Task statement:
Work out how many lines in the records contain the word "threshold", and give that number alone.

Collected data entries
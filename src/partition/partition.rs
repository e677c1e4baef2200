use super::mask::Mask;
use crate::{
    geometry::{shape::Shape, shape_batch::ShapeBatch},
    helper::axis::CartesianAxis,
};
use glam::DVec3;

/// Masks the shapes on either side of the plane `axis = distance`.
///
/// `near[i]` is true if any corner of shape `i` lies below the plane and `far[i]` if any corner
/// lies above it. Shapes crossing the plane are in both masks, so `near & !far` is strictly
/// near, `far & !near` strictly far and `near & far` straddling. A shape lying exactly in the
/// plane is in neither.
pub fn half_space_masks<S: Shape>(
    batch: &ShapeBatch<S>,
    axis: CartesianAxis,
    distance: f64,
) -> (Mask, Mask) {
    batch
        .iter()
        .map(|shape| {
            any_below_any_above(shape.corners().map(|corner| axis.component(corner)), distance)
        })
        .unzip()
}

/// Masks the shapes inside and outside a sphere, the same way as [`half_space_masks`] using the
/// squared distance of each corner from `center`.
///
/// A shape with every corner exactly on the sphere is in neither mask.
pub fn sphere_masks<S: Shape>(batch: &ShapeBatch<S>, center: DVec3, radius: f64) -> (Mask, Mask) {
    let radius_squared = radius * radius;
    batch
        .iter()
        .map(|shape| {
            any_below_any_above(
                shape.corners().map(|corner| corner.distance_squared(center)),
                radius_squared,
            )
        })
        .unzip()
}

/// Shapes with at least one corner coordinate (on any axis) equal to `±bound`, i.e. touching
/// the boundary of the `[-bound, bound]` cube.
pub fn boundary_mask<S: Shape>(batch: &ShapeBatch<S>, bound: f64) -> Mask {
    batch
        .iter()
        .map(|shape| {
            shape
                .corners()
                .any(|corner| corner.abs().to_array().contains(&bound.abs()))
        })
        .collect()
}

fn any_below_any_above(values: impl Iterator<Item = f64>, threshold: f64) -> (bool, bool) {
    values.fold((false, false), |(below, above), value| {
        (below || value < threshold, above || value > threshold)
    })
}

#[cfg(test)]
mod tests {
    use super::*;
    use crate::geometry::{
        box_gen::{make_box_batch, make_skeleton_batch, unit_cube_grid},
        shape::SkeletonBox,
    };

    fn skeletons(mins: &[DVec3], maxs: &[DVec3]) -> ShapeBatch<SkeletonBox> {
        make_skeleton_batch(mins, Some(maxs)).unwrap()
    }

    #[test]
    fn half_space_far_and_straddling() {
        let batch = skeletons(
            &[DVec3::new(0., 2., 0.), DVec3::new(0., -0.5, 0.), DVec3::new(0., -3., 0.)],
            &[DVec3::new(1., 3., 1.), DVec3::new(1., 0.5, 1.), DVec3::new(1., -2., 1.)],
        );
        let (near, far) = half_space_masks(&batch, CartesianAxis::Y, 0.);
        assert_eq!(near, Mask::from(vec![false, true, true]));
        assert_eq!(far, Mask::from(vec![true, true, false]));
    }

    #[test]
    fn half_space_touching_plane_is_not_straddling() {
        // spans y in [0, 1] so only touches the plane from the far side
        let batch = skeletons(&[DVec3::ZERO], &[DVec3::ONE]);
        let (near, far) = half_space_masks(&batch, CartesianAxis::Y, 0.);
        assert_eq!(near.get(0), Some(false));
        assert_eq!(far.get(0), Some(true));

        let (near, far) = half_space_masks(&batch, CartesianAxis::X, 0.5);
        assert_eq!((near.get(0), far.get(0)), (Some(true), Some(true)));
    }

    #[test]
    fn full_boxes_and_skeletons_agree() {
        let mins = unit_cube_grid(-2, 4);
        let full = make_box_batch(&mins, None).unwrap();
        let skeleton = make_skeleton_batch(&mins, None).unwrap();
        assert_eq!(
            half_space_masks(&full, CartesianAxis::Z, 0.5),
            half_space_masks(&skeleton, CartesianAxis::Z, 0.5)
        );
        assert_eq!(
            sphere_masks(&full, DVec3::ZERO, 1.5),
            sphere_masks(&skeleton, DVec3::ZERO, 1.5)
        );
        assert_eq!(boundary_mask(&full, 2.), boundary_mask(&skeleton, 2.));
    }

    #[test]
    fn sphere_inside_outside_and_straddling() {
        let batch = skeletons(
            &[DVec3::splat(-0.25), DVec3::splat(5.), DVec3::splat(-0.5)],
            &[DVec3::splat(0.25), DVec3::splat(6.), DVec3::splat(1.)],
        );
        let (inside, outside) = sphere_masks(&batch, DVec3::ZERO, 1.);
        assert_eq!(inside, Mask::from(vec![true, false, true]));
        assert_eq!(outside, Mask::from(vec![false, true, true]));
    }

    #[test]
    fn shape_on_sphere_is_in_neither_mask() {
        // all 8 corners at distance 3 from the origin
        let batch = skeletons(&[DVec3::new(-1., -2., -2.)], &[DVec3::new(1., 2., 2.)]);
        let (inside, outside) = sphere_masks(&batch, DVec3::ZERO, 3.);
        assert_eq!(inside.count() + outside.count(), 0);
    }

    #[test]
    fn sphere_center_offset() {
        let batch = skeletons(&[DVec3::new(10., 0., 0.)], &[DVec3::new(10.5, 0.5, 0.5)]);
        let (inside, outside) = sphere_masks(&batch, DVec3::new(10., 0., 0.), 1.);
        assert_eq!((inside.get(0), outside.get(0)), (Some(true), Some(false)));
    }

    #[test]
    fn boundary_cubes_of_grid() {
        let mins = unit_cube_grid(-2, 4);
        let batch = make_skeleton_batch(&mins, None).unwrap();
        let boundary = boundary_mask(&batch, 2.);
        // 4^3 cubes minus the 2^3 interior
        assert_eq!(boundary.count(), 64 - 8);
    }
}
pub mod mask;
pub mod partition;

Answer space:
2